━━━ Task inputs

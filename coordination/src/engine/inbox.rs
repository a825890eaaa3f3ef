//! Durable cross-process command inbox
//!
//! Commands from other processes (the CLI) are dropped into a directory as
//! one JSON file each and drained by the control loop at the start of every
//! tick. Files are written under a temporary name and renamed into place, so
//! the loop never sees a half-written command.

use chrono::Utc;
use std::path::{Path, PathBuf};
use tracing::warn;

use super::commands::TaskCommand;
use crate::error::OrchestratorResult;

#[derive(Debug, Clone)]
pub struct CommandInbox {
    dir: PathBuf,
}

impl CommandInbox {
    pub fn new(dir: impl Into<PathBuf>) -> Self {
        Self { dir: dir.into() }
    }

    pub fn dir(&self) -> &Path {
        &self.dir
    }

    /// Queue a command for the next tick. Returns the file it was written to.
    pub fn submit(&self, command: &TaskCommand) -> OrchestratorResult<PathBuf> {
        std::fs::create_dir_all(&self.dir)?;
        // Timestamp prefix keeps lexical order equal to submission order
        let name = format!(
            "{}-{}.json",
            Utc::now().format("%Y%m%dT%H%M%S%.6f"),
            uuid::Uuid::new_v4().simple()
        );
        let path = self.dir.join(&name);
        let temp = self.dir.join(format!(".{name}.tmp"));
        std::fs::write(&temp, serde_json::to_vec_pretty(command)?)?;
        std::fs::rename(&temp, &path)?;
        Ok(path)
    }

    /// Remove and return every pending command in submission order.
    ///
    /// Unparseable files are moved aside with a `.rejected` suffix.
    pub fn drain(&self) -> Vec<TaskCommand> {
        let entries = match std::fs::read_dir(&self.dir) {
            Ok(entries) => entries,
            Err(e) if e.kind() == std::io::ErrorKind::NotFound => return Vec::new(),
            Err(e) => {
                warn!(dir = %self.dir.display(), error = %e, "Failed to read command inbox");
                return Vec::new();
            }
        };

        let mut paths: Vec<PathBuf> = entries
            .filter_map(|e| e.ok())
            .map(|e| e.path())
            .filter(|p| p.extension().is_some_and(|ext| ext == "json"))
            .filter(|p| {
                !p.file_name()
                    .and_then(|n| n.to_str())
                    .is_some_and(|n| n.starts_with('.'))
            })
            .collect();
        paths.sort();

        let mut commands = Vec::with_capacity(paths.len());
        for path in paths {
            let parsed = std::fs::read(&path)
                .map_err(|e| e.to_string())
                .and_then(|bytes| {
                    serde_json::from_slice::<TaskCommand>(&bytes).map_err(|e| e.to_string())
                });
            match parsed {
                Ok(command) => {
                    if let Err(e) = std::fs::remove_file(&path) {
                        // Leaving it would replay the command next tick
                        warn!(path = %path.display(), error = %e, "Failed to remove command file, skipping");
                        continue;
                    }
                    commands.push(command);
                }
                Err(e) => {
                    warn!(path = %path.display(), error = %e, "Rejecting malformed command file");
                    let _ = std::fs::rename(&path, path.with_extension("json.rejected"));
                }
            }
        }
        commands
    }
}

━━━━━━

→ **Task prompt**
Every entry is to be repeated exactly as it stands.

→ **Task output**
filename coordination/src/engine/inbox.rs
repository a825890eaaa3f3ef
//! Durable cross-process command inbox
//!
//! Commands from other processes (the CLI) are dropped into a directory as
//! one JSON file each and drained by the control loop at the start of every
//! tick. Files are written under a temporary name and renamed into place, so
//! the loop never sees a half-written command.

use chrono::Utc;
use std::path::{Path, PathBuf};
use tracing::warn;

use super::commands::TaskCommand;
use crate::error::OrchestratorResult;

#[derive(Debug, Clone)]
pub struct CommandInbox {
    dir: PathBuf,
}

impl CommandInbox {
    pub fn new(dir: impl Into<PathBuf>) -> Self {
        Self { dir: dir.into() }
    }

    pub fn dir(&self) -> &Path {
        &self.dir
    }

    /// Queue a command for the next tick. Returns the file it was written to.
    pub fn submit(&self, command: &TaskCommand) -> OrchestratorResult<PathBuf> {
        std::fs::create_dir_all(&self.dir)?;
        // Timestamp prefix keeps lexical order equal to submission order
        let name = format!(
            "{}-{}.json",
            Utc::now().format("%Y%m%dT%H%M%S%.6f"),
            uuid::Uuid::new_v4().simple()
        );
        let path = self.dir.join(&name);
        let temp = self.dir.join(format!(".{name}.tmp"));
        std::fs::write(&temp, serde_json::to_vec_pretty(command)?)?;
        std::fs::rename(&temp, &path)?;
        Ok(path)
    }

    /// Remove and return every pending command in submission order.
    ///
    /// Unparseable files are moved aside with a `.rejected` suffix.
    pub fn drain(&self) -> Vec<TaskCommand> {
        let entries = match std::fs::read_dir(&self.dir) {
            Ok(entries) => entries,
            Err(e) if e.kind() == std::io::ErrorKind::NotFound => return Vec::new(),
            Err(e) => {
                warn!(dir = %self.dir.display(), error = %e, "Failed to read command inbox");
                return Vec::new();
            }
        };

        let mut paths: Vec<PathBuf> = entries
            .filter_map(|e| e.ok())
            .map(|e| e.path())
            .filter(|p| p.extension().is_some_and(|ext| ext == "json"))
            .filter(|p| {
                !p.file_name()
                    .and_then(|n| n.to_str())
                    .is_some_and(|n| n.starts_with('.'))
            })
            .collect();
        paths.sort();

        let mut commands = Vec::with_capacity(paths.len());
        for path in paths {
            let parsed = std::fs::read(&path)
                .map_err(|e| e.to_string())
                .and_then(|bytes| {
                    serde_json::from_slice::<TaskCommand>(&bytes).map_err(|e| e.to_string())
                });
            match parsed {
                Ok(command) => {
                    if let Err(e) = std::fs::remove_file(&path) {
                        // Leaving it would replay the command next tick
                        warn!(path = %path.display(), error = %e, "Failed to remove command file, skipping");
                        continue;
                    }
                    commands.push(command);
                }
                Err(e) => {
                    warn!(path = %path.display(), error = %e, "Rejecting malformed command file");
                    let _ = std::fs::rename(&path, path.with_extension("json.rejected"));
                }
            }
        }
        commands
    }
}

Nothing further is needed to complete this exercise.